PaulDourishFinally in this track: Paul Dourish, an AI researcher.

When we think about ethnography as a way to understand things we should build, as a form of market research, we miss its grounding as an analytic process.

What's mobility, from the perspective of tech design? Location, localisation, mapping, coordinates, longitude, services.

From an ethnographic perspective, it'd be home, diaspora, pilgrimage, colony, asylum, migration, nomad. Drawing on this, a couple of pieces done by anthropologists (not by anyone working within tech companies or with any regard to technological interventions):

First, aboriginal navigation: presence or absence of people from a landscape. Places from which people are excluded or exclude themselves. Patterns of navigation can't be divorced from concerns like, who you are, in this context - e.g. you need to take into account sacred sites and the imprint of historical or mythic actions that have occurred there.
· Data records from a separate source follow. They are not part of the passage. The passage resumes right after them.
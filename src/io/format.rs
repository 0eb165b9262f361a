use std::fmt;
use std::path::Path;

/// Serialization formats for form and submission documents.
#[derive(Debug, Clone, Copy, PartialEq, Eq, Default)]
pub enum DocumentFormat {
    #[default]
    Json,
    #[cfg(feature = "yaml")]
    Yaml,
    #[cfg(feature = "toml")]
    Toml,
}

impl DocumentFormat {
    /// Formats compiled into this build.
    pub fn available_formats() -> Vec<DocumentFormat> {
        vec![
            DocumentFormat::Json,
            #[cfg(feature = "yaml")]
            DocumentFormat::Yaml,
            #[cfg(feature = "toml")]
            DocumentFormat::Toml,
        ]
    }

    /// Infer a format from a file extension, when that format is compiled in.
    pub fn from_extension(path: &Path) -> Option<DocumentFormat> {
        let ext = path.extension()?.to_string_lossy().to_ascii_lowercase();
        match ext.as_str() {
            "json" => Some(DocumentFormat::Json),
            #[cfg(feature = "yaml")]
            "yaml" | "yml" => Some(DocumentFormat::Yaml),
            #[cfg(feature = "toml")]
            "toml" => Some(DocumentFormat::Toml),
            _ => None,
        }
    }
}

impl fmt::Display for DocumentFormat {
    fn fmt(&self, f: &mut fmt::Formatter<'_>) -> fmt::Result {
        match self {
            DocumentFormat::Json => write!(f, "json"),
            #[cfg(feature = "yaml")]
            DocumentFormat::Yaml => write!(f, "yaml"),
            #[cfg(feature = "toml")]
            DocumentFormat::Toml => write!(f, "toml"),
        }
    }
}

#[cfg(test)]
mod tests {
    use super::*;

    #[test]
    fn json_is_always_available() {
        assert!(DocumentFormat::available_formats().contains(&DocumentFormat::Json));
        assert_eq!(
            DocumentFormat::from_extension(Path::new("survey.json")),
            Some(DocumentFormat::Json)
        );
        assert_eq!(DocumentFormat::from_extension(Path::new("survey.csv")), None);
    }
}
fn numeric_bounds_attrs(field: &Field) -> String {
    let Some((min, max)) = field.config.numeric_bounds() else {
        return String::new();
    };
    let mut attrs = String::new();
    if let Some(min) = min {
        let _ = write!(attrs, " data-min=\"{min}\"");
    }
    if let Some(max) = max {
        let _ = write!(attrs, " data-max=\"{max}\"");
    }
    attrs
}

fn align_css(alignment: TextAlignment) -> &'static str {
    match alignment {
        TextAlignment::Left => "left",
        TextAlignment::Center => "center",
        TextAlignment::Right => "right",
    }
}

fn push_script(out: &mut String, form: &Form) {
    let _ = writeln!(out, "const FORM_ID = {};", json!(form.id.to_string()));
    out.push_str(CLIENT_SCRIPT);
}
use serde_json::{Value, json};

use crate::domain::{FieldId, FieldType};

/// What a drag session carries: a palette descriptor or an existing card.
#[derive(Debug, Clone, Copy, PartialEq, Eq)]
pub enum DragPayload {
    NewField { field_type: FieldType },
    Reorder { field_id: FieldId },
}

/// Transfer-payload failures; reported, never fatal, and the list is left
/// untouched.
#[derive(Debug, Clone, PartialEq, thiserror::Error)]
pub enum TransferError {
    #[error("transfer payload is not valid JSON")]
    NotJson,
    #[error("transfer payload is missing '{0}'")]
    MissingKey(&'static str),
    #[error("transfer payload names unknown field type '{0}'")]
    UnknownType(String),
}

impl DragPayload {
    /// Serialize to the wire shape used by the drop target.
    pub fn to_transfer(&self) -> String {
        let value = match self {
            DragPayload::NewField { field_type } => json!({ "fieldType": field_type.as_str() }),
            DragPayload::Reorder { field_id } => {
                json!({ "isReorder": true, "fieldId": field_id.0 })
            }
        };
        value.to_string()
    }

    /// Parse a transfer payload, rejecting anything malformed.
    pub fn from_transfer(raw: &str) -> Result<Self, TransferError> {
        let value: Value = serde_json::from_str(raw).map_err(|_| TransferError::NotJson)?;
        let Some(object) = value.as_object() else {
            return Err(TransferError::NotJson);
        };
        if object
            .get("isReorder")
            .and_then(Value::as_bool)
            .unwrap_or(false)
        {
            let field_id = object
                .get("fieldId")
                .and_then(Value::as_u64)
                .ok_or(TransferError::MissingKey("fieldId"))?;
            return Ok(DragPayload::Reorder {
                field_id: FieldId(field_id),
            });
        }
        let tag = object
            .get("fieldType")
            .and_then(Value::as_str)
            .ok_or(TransferError::MissingKey("fieldType"))?;
        let field_type = tag
            .parse::<FieldType>()
            .map_err(|err| TransferError::UnknownType(err.tag))?;
        Ok(DragPayload::NewField { field_type })
    }
}

/// Vertical extent of one rendered card, in abstract pointer units.
#[derive(Debug, Clone, Copy, PartialEq)]
pub struct CardBounds {
    pub top: f32,
    pub height: f32,
}

impl CardBounds {
    pub fn new(top: f32, height: f32) -> Self {
        Self { top, height }
    }

    pub fn midpoint(&self) -> f32 {
        self.top + self.height / 2.0
    }
}

/// Insertion index for a pointer at `pointer_y`: the first card whose vertical
/// midpoint lies below the pointer; past every midpoint means insert at end.
pub fn insertion_index(pointer_y: f32, cards: &[CardBounds]) -> usize {
    cards
        .iter()
        .position(|card| card.midpoint() > pointer_y)
        .unwrap_or(cards.len())
}

/// One pointer-drag gesture: idle → dragging → dropped/cancelled → idle.
///
/// The controller only tracks the session; applying a drop to the field list
/// is the editor session's job.
#[derive(Debug, Clone, Default)]
pub struct DragController {
    active: Option<ActiveDrag>,
}

#[derive(Debug, Clone)]
struct ActiveDrag {
    payload: DragPayload,
    over_index: usize,
}

impl DragController {
    pub fn new() -> Self {
        Self::default()
    }

    pub fn is_dragging(&self) -> bool {
        self.active.is_some()
    }

    pub fn payload(&self) -> Option<&DragPayload> {
        self.active.as_ref().map(|drag| &drag.payload)
    }

    pub fn over_index(&self) -> Option<usize> {
        self.active.as_ref().map(|drag| drag.over_index)
    }

    /// Open a session. A session already in flight is replaced; drags are
    /// scoped to a single gesture and never persist.
    pub fn begin(&mut self, payload: DragPayload) {
        self.active = Some(ActiveDrag {
            payload,
            over_index: 0,
        });
    }

    /// Recompute the insertion point from the pointer position.
    pub fn update_pointer(&mut self, pointer_y: f32, cards: &[CardBounds]) {
        if let Some(drag) = self.active.as_mut() {
            drag.over_index = insertion_index(pointer_y, cards);
        }
    }

    /// Tear the session down with no mutation and no history commit.
    pub fn cancel(&mut self) {
        self.active = None;
    }

    /// Close the session, yielding the payload and final insertion index.
    pub fn complete(&mut self) -> Option<(DragPayload, usize)> {
        self.active
            .take()
            .map(|drag| (drag.payload, drag.over_index))
    }
}

#[cfg(test)]
mod tests {
    use super::*;

    fn cards(rows: &[(f32, f32)]) -> Vec<CardBounds> {
        rows.iter()
            .map(|(top, height)| CardBounds::new(*top, *height))
            .collect()
    }

    #[test]
    fn pointer_above_first_midpoint_inserts_at_zero() {
        let cards = cards(&[(0.0, 4.0), (4.0, 4.0), (8.0, 4.0)]);
        assert_eq!(insertion_index(1.0, &cards), 0);
    }

    #[test]
    fn pointer_between_midpoints_picks_the_following_card() {
        let cards = cards(&[(0.0, 4.0), (4.0, 4.0), (8.0, 4.0)]);
        // midpoints at 2, 6, 10
        assert_eq!(insertion_index(3.0, &cards), 1);
        assert_eq!(insertion_index(7.5, &cards), 2);
    }

    #[test]
    fn pointer_past_every_midpoint_inserts_at_end() {
        let cards = cards(&[(0.0, 4.0), (4.0, 4.0)]);
        assert_eq!(insertion_index(99.0, &cards), 2);
        assert_eq!(insertion_index(0.0, &[]), 0);
    }

    #[test]
    fn session_walks_idle_dragging_dropped() {
        let mut controller = DragController::new();
        assert!(!controller.is_dragging());

        controller.begin(DragPayload::NewField {
            field_type: FieldType::Text,
        });
        controller.update_pointer(5.0, &cards(&[(0.0, 4.0), (4.0, 4.0)]));
        assert_eq!(controller.over_index(), Some(1));

        let (payload, index) = controller.complete().unwrap();
        assert_eq!(index, 1);
        assert!(matches!(payload, DragPayload::NewField { .. }));
        assert!(!controller.is_dragging());
    }

    #[test]
    fn cancel_discards_the_session() {
        let mut controller = DragController::new();
        controller.begin(DragPayload::Reorder {
            field_id: FieldId(3),
        });
        controller.cancel();
        assert!(controller.complete().is_none());
    }

    #[test]
    fn transfer_round_trips_both_shapes() {
        let palette = DragPayload::NewField {
            field_type: FieldType::Rating,
        };
        assert_eq!(
            DragPayload::from_transfer(&palette.to_transfer()).unwrap(),
            palette
        );

        let reorder = DragPayload::Reorder {
            field_id: FieldId(12),
        };
        let raw = reorder.to_transfer();
        assert!(raw.contains("\"isReorder\":true"));
        assert_eq!(DragPayload::from_transfer(&raw).unwrap(), reorder);
    }

    #[test]
    fn malformed_transfers_are_rejected() {
        assert_eq!(
            DragPayload::from_transfer("not json"),
            Err(TransferError::NotJson)
        );
        assert_eq!(
            DragPayload::from_transfer("{\"isReorder\":true}"),
            Err(TransferError::MissingKey("fieldId"))
        );
        assert_eq!(
            DragPayload::from_transfer("{\"fieldType\":\"hologram\"}"),
            Err(TransferError::UnknownType("hologram".to_string()))
        );
    }
}
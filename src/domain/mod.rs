mod field;
mod form;
pub mod registry;

pub use field::{
    ConditionOperator, Field, FieldConfig, FieldId, FieldLayout, FieldType, LayoutWidth,
    ShowCondition, TextAlignment, UnknownFieldType,
};
pub use form::{AnswerMap, Form, FormStyle, NotificationSettings, Submission, ThankYouSettings};
pub use registry::{DraftError, FieldTypeInfo, PaletteGroup};
use std::fmt;
use std::str::FromStr;

use serde::{Deserialize, Serialize};

/// Stable identity of a field within one form. Join key for show conditions.
#[derive(
    Debug, Clone, Copy, PartialEq, Eq, Hash, PartialOrd, Ord, Serialize, Deserialize, Default,
)]
#[serde(transparent)]
pub struct FieldId(pub u64);

impl fmt::Display for FieldId {
    fn fmt(&self, f: &mut fmt::Formatter<'_>) -> fmt::Result {
        write!(f, "{}", self.0)
    }
}

#[derive(Debug, Clone, Copy, PartialEq, Eq, Hash, Serialize, Deserialize)]
#[serde(rename_all = "kebab-case")]
pub enum FieldType {
    Text,
    Email,
    Number,
    Tel,
    Url,
    Password,
    Textarea,
    Select,
    Radio,
    Checkbox,
    Date,
    Time,
    #[serde(rename = "datetime")]
    DateTime,
    Week,
    Month,
    Currency,
    Slider,
    Range,
    Color,
    File,
    Rating,
    Heading,
    Paragraph,
    Divider,
    Image,
    Html,
    PageBreak,
}

impl FieldType {
    pub const ALL: [FieldType; 27] = [
        FieldType::Text,
        FieldType::Email,
        FieldType::Number,
        FieldType::Tel,
        FieldType::Url,
        FieldType::Password,
        FieldType::Textarea,
        FieldType::Select,
        FieldType::Radio,
        FieldType::Checkbox,
        FieldType::Date,
        FieldType::Time,
        FieldType::DateTime,
        FieldType::Week,
        FieldType::Month,
        FieldType::Currency,
        FieldType::Slider,
        FieldType::Range,
        FieldType::Color,
        FieldType::File,
        FieldType::Rating,
        FieldType::Heading,
        FieldType::Paragraph,
        FieldType::Divider,
        FieldType::Image,
        FieldType::Html,
        FieldType::PageBreak,
    ];

    /// Wire tag, matching the serialized form.
    pub fn as_str(&self) -> &'static str {
        match self {
            FieldType::Text => "text",
            FieldType::Email => "email",
            FieldType::Number => "number",
            FieldType::Tel => "tel",
            FieldType::Url => "url",
            FieldType::Password => "password",
            FieldType::Textarea => "textarea",
            FieldType::Select => "select",
            FieldType::Radio => "radio",
            FieldType::Checkbox => "checkbox",
            FieldType::Date => "date",
            FieldType::Time => "time",
            FieldType::DateTime => "datetime",
            FieldType::Week => "week",
            FieldType::Month => "month",
            FieldType::Currency => "currency",
            FieldType::Slider => "slider",
            FieldType::Range => "range",
            FieldType::Color => "color",
            FieldType::File => "file",
            FieldType::Rating => "rating",
            FieldType::Heading => "heading",
            FieldType::Paragraph => "paragraph",
            FieldType::Divider => "divider",
            FieldType::Image => "image",
            FieldType::Html => "html",
            FieldType::PageBreak => "page-break",
        }
    }

    /// Content blocks render static markup and never collect an answer.
    pub fn is_input(&self) -> bool {
        !matches!(
            self,
            FieldType::Heading
                | FieldType::Paragraph
                | FieldType::Divider
                | FieldType::Image
                | FieldType::Html
                | FieldType::PageBreak
        )
    }

    pub fn is_page_break(&self) -> bool {
        matches!(self, FieldType::PageBreak)
    }

    /// Answer must parse as a number and respect declared bounds.
    pub fn is_numeric(&self) -> bool {
        matches!(
            self,
            FieldType::Number | FieldType::Currency | FieldType::Slider | FieldType::Range
        )
    }

    /// Options-backed controls (select/radio/checkbox).
    pub fn has_options(&self) -> bool {
        matches!(
            self,
            FieldType::Select | FieldType::Radio | FieldType::Checkbox
        )
    }
}

impl fmt::Display for FieldType {
    fn fmt(&self, f: &mut fmt::Formatter<'_>) -> fmt::Result {
        f.write_str(self.as_str())
    }
}

impl FromStr for FieldType {
    type Err = UnknownFieldType;

    fn from_str(raw: &str) -> Result<Self, Self::Err> {
        FieldType::ALL
            .iter()
            .find(|kind| kind.as_str() == raw)
            .copied()
            .ok_or_else(|| UnknownFieldType {
                tag: raw.to_string(),
            })
    }
}

#[derive(Debug, Clone, thiserror::Error)]
#[error("unknown field type '{tag}'")]
pub struct UnknownFieldType {
    pub tag: String,
}

/// Type-specific configuration payload, one variant per field family.
#[derive(Debug, Clone, PartialEq, Serialize, Deserialize)]
#[serde(tag = "kind", rename_all = "camelCase")]
pub enum FieldConfig {
    /// Plain inputs (text, email, date variants, color, ...) need no extra config.
    Plain,
    #[serde(rename_all = "camelCase")]
    Choice { options: Vec<String> },
    #[serde(rename_all = "camelCase")]
    Numeric {
        min: Option<f64>,
        max: Option<f64>,
        step: f64,
        default_value: Option<f64>,
    },
    #[serde(rename_all = "camelCase")]
    Currency {
        symbol: String,
        code: String,
        min: Option<f64>,
        max: Option<f64>,
    },
    #[serde(rename_all = "camelCase")]
    Rating { max_rating: u8 },
    #[serde(rename_all = "camelCase")]
    File {
        accepted_types: Vec<String>,
        allow_multiple: bool,
    },
    #[serde(rename_all = "camelCase")]
    Heading {
        text: String,
        level: u8,
        alignment: TextAlignment,
    },
    #[serde(rename_all = "camelCase")]
    Paragraph {
        text: String,
        alignment: TextAlignment,
    },
    #[serde(rename_all = "camelCase")]
    Image { src: String, alt: String },
    #[serde(rename_all = "camelCase")]
    Html { markup: String },
    Divider,
    #[serde(rename_all = "camelCase")]
    PageBreak { step_title: String },
}

impl FieldConfig {
    pub fn options(&self) -> Option<&[String]> {
        match self {
            FieldConfig::Choice { options } => Some(options),
            _ => None,
        }
    }

    pub fn numeric_bounds(&self) -> Option<(Option<f64>, Option<f64>)> {
        match self {
            FieldConfig::Numeric { min, max, .. } | FieldConfig::Currency { min, max, .. } => {
                Some((*min, *max))
            }
            _ => None,
        }
    }

    pub fn step_title(&self) -> Option<&str> {
        match self {
            FieldConfig::PageBreak { step_title } => Some(step_title),
            _ => None,
        }
    }
}

#[derive(Debug, Clone, Copy, PartialEq, Eq, Default, Serialize, Deserialize)]
#[serde(rename_all = "kebab-case")]
pub enum TextAlignment {
    #[default]
    Left,
    Center,
    Right,
}

#[derive(Debug, Clone, Copy, PartialEq, Eq, Default, Serialize, Deserialize)]
#[serde(rename_all = "kebab-case")]
pub enum LayoutWidth {
    #[default]
    Full,
    Half,
    Third,
    Quarter,
}

/// Layout hints consumed by the canvas and the published page grid.
#[derive(Debug, Clone, PartialEq, Serialize, Deserialize)]
#[serde(rename_all = "camelCase", default)]
pub struct FieldLayout {
    pub column_span: u8,
    pub width: LayoutWidth,
    #[serde(skip_serializing_if = "Option::is_none")]
    pub grid_column: Option<String>,
    #[serde(skip_serializing_if = "Option::is_none")]
    pub grid_row: Option<String>,
    #[serde(skip_serializing_if = "Option::is_none")]
    pub align_self: Option<String>,
    #[serde(skip_serializing_if = "Option::is_none")]
    pub justify_self: Option<String>,
}

impl Default for FieldLayout {
    fn default() -> Self {
        Self {
            column_span: 1,
            width: LayoutWidth::Full,
            grid_column: None,
            grid_row: None,
            align_self: None,
            justify_self: None,
        }
    }
}

#[derive(Debug, Clone, Copy, PartialEq, Eq, Default, Serialize, Deserialize)]
#[serde(rename_all = "snake_case")]
pub enum ConditionOperator {
    #[default]
    Equals,
    NotEquals,
    Contains,
    IsEmpty,
    IsNotEmpty,
}

/// Visibility rule tying one field to another field's current answer.
///
/// A rule that references a field no longer on the form degrades to
/// always-visible rather than erroring.
#[derive(Debug, Clone, PartialEq, Default, Serialize, Deserialize)]
#[serde(rename_all = "camelCase", default)]
pub struct ShowCondition {
    pub enabled: bool,
    #[serde(skip_serializing_if = "Option::is_none")]
    pub field_id: Option<FieldId>,
    pub operator: ConditionOperator,
    pub value: String,
}

impl ShowCondition {
    pub fn always() -> Self {
        Self::default()
    }

    pub fn when(field_id: FieldId, operator: ConditionOperator, value: impl Into<String>) -> Self {
        Self {
            enabled: true,
            field_id: Some(field_id),
            operator,
            value: value.into(),
        }
    }
}

/// One configurable unit on a form: an input control or a static content block.
#[derive(Debug, Clone, PartialEq, Serialize, Deserialize)]
#[serde(rename_all = "camelCase")]
pub struct Field {
    pub id: FieldId,
    #[serde(rename = "type")]
    pub field_type: FieldType,
    pub label: String,
    #[serde(default)]
    pub placeholder: String,
    #[serde(default)]
    pub help_text: String,
    #[serde(default)]
    pub required: bool,
    pub config: FieldConfig,
    #[serde(default)]
    pub layout: FieldLayout,
    #[serde(default)]
    pub show_condition: ShowCondition,
    #[serde(default)]
    pub position: usize,
}

impl Field {
    /// Label with the required marker, as shown on cards and rendered pages.
    pub fn display_label(&self) -> String {
        if self.required {
            format!("{} *", self.label)
        } else {
            self.label.clone()
        }
    }
}
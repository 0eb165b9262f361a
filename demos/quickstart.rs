use formcanvas::domain::{ConditionOperator, FieldConfig, ShowCondition};
use formcanvas::engine::steps;
use formcanvas::prelude::*;

type AppResult<T> = Result<T, Box<dyn std::error::Error>>;

/// Assemble a small multi-step form through the editing session, then walk it
/// with the fill flow and print the resulting submission.
fn main() -> AppResult<()> {
    let mut editor = EditorSession::open(Form::new("Event RSVP"));

    let name = editor.add_field(FieldType::Text, 0)?;
    editor.update_field(name, |field| {
        field.label = "Full name".to_string();
        field.required = true;
    })?;

    let attending = editor.add_field(FieldType::Radio, 1)?;
    editor.update_field(attending, |field| {
        field.label = "Attending?".to_string();
        field.config = FieldConfig::Choice {
            options: vec!["Yes".to_string(), "No".to_string()],
        };
    })?;

    let page_break = editor.add_field(FieldType::PageBreak, 2)?;
    editor.update_field(page_break, |field| {
        field.config = FieldConfig::PageBreak {
            step_title: "Details".to_string(),
        };
    })?;

    let diet = editor.add_field(FieldType::Textarea, 3)?;
    editor.update_field(diet, |field| {
        field.label = "Dietary notes".to_string();
        field.show_condition = ShowCondition::when(attending, ConditionOperator::Equals, "Yes");
    })?;

    let form = editor.into_form();
    for step in steps::partition(&form.fields) {
        println!("{} — {} fields", step.display_title(), step.fields.len());
    }

    let mut flow = FillFlow::start(form);
    flow.set_answer(name, "Ada Lovelace");
    flow.set_answer(attending, "Yes");
    assert!(matches!(flow.next(), StepOutcome::Advanced));
    flow.set_answer(diet, "vegetarian");
    let StepOutcome::Submitted(submission) = flow.next() else {
        return Err("expected a submission".into());
    };

    println!("submitted {} answers", submission.answers.len());
    Ok(())
}
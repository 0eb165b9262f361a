use tracing::debug;

use crate::domain::registry::{self, DraftError};
use crate::domain::{
    Field, FieldId, FieldType, Form, FormStyle, NotificationSettings, ThankYouSettings,
};

use super::drag::{DragPayload, TransferError};
use super::history::{HistoryStack, Snapshot};

/// Failures of editor mutations. All are recoverable: the form keeps its
/// last-known-good state whenever one is returned.
#[derive(Debug, Clone, PartialEq, thiserror::Error)]
pub enum EditorError {
    #[error(transparent)]
    Draft(#[from] DraftError),
    #[error(transparent)]
    Transfer(#[from] TransferError),
    #[error("no field with id {0} on this form")]
    UnknownField(FieldId),
}

/// What a completed drop did to the list.
#[derive(Debug, Clone, Copy, PartialEq, Eq)]
pub enum DropOutcome {
    Inserted(FieldId),
    Moved { from: usize, to: usize },
    /// Reorder released on its own position; nothing changed, nothing committed.
    NoOp,
}

/// The editing session: exclusive owner of the in-memory form and its history
/// while the builder is open.
///
/// Every mutating operation deep-snapshots into the history stack, so undo and
/// redo always restore exact prior states.
#[derive(Debug)]
pub struct EditorSession {
    form: Form,
    history: HistoryStack,
    selected: Option<FieldId>,
    next_id: u64,
}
Ritual exclusions stop mothers-in-law and sons-in-law from meeting, say: the presence of certain others stops you from being there. Sometimes you can only tell the significance of a space by the absence of others from it.

Second, Lisa Malkki of Stanford about Hutu refugees living in Tanzania, looking at how they thought of their identity as refugees. You might consider this as a negative identity, but refugee status was valued and projected as a sign of the refusal to become naturalised to a place where they didn't belong. Clinging to refugee status claims an ethnic identity distinct from geographical status.

Third, paroled sex offenders tagged by location and excluded from certain places by conditions of their parole. There's a series of resonances between their situation and the claims of Malkki around presence and location; and with the aboriginal study and the implications of absence from space. Sex offenders are unusual in that they have abrogatd their social rights to privacy.